Task directions:
Below are the records; pull every line that includes "symbols".

(Dataset items)
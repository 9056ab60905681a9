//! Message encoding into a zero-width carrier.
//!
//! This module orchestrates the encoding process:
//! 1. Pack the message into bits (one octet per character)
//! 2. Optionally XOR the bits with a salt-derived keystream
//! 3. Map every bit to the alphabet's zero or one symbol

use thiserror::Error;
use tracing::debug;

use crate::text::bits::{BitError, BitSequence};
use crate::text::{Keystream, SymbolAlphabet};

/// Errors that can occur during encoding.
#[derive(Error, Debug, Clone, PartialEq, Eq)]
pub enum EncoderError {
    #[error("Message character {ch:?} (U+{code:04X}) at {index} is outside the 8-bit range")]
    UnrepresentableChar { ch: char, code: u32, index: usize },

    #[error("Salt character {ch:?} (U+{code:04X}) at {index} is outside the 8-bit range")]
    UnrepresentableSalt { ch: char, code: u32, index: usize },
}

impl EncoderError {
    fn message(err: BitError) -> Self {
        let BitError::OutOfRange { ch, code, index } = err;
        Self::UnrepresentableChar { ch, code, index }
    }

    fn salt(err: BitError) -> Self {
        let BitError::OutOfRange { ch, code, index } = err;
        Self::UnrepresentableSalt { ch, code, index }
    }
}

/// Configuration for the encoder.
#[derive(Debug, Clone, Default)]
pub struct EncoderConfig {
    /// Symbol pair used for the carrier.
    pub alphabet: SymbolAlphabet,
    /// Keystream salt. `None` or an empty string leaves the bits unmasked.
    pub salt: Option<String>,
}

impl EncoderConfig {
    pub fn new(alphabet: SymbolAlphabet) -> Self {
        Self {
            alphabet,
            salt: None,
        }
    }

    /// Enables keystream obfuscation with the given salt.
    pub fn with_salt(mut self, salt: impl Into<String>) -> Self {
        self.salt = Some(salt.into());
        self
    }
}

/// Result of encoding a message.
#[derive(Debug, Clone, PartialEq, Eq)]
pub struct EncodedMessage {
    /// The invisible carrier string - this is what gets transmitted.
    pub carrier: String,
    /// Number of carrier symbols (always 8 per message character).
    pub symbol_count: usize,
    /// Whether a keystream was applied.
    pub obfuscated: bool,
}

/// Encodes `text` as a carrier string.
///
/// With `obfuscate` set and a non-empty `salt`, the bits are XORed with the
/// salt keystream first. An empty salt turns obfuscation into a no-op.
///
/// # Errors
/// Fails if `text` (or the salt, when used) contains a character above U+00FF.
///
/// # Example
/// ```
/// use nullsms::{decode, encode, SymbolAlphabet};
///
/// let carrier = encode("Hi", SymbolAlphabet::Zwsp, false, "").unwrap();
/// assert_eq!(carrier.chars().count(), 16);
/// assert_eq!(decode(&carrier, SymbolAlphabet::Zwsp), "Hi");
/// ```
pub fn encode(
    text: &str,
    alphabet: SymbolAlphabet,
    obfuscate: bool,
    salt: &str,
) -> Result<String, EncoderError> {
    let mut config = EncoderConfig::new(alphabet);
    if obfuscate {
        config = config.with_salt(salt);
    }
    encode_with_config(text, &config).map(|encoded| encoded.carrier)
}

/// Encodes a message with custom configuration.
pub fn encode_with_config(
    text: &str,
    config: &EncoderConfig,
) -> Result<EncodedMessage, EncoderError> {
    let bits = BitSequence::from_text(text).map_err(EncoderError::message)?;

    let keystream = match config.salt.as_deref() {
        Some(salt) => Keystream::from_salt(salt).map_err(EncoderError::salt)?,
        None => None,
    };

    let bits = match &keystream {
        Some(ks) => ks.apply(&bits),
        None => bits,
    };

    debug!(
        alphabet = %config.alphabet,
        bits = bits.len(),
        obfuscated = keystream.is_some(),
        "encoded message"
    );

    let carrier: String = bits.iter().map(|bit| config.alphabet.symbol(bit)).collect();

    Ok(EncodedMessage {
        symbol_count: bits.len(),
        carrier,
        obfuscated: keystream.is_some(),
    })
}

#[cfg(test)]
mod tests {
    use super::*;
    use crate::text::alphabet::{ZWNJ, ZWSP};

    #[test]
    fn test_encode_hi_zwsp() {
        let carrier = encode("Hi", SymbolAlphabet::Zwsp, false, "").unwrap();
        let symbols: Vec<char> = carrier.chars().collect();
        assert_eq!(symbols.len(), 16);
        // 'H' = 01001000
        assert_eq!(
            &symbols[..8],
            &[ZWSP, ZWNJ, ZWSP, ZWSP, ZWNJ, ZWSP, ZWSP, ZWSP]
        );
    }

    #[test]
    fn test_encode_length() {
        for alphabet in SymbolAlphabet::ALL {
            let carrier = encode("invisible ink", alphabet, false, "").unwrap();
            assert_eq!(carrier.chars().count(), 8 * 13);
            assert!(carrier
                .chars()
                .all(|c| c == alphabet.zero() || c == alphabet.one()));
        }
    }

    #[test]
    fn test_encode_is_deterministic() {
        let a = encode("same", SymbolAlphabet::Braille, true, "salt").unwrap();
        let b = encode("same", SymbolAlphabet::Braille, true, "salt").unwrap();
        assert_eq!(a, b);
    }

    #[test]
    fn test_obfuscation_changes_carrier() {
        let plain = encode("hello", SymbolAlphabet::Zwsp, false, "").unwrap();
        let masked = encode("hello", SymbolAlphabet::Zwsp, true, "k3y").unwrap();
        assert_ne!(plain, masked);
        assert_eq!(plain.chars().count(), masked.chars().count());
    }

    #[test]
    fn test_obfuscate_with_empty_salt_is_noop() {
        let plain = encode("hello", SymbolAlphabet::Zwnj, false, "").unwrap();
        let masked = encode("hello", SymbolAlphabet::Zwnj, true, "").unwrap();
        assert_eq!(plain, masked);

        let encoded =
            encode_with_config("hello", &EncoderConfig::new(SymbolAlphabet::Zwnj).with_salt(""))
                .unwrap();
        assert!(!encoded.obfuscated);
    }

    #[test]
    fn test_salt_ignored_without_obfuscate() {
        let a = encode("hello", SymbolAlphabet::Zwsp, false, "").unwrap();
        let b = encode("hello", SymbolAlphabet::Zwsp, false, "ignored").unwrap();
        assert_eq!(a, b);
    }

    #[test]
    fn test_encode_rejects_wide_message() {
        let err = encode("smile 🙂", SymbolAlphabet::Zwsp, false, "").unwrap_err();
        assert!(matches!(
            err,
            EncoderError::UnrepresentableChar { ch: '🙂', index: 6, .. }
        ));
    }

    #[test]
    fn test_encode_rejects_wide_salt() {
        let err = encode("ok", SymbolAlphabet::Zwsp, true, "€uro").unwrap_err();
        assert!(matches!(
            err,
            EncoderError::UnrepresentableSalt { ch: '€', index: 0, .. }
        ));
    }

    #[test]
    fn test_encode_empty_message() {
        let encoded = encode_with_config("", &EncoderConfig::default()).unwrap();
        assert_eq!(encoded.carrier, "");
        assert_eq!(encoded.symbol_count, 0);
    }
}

---

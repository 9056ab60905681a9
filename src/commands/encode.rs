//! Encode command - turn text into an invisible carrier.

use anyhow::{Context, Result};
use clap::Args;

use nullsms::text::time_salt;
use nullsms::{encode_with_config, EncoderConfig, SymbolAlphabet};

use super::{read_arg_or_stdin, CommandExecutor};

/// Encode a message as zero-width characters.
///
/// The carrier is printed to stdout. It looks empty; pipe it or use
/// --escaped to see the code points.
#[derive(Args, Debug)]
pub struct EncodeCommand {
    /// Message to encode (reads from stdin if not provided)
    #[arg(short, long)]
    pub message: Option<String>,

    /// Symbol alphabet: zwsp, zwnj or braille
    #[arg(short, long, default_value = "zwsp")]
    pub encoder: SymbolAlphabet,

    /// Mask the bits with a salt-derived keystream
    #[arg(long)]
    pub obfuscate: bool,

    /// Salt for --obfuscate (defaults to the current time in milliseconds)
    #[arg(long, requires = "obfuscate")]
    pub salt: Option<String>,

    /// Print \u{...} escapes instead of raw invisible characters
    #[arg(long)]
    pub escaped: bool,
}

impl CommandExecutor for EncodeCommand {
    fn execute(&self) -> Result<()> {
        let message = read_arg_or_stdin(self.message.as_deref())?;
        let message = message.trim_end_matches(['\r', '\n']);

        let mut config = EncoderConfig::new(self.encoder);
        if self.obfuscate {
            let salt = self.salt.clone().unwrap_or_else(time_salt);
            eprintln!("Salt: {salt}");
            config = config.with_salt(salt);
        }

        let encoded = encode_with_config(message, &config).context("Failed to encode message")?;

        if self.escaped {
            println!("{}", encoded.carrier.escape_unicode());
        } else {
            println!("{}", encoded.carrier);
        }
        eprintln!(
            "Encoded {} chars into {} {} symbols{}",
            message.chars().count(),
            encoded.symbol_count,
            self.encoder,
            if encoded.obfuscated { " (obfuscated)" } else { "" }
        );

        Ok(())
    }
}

Reply to the exercise:
    /// Number of carrier symbols (always 8 per message character).
        let symbols: Vec<char> = carrier.chars().collect();
        assert_eq!(symbols.len(), 16);
            &symbols[..8],
            "Encoded {} chars into {} {} symbols{}",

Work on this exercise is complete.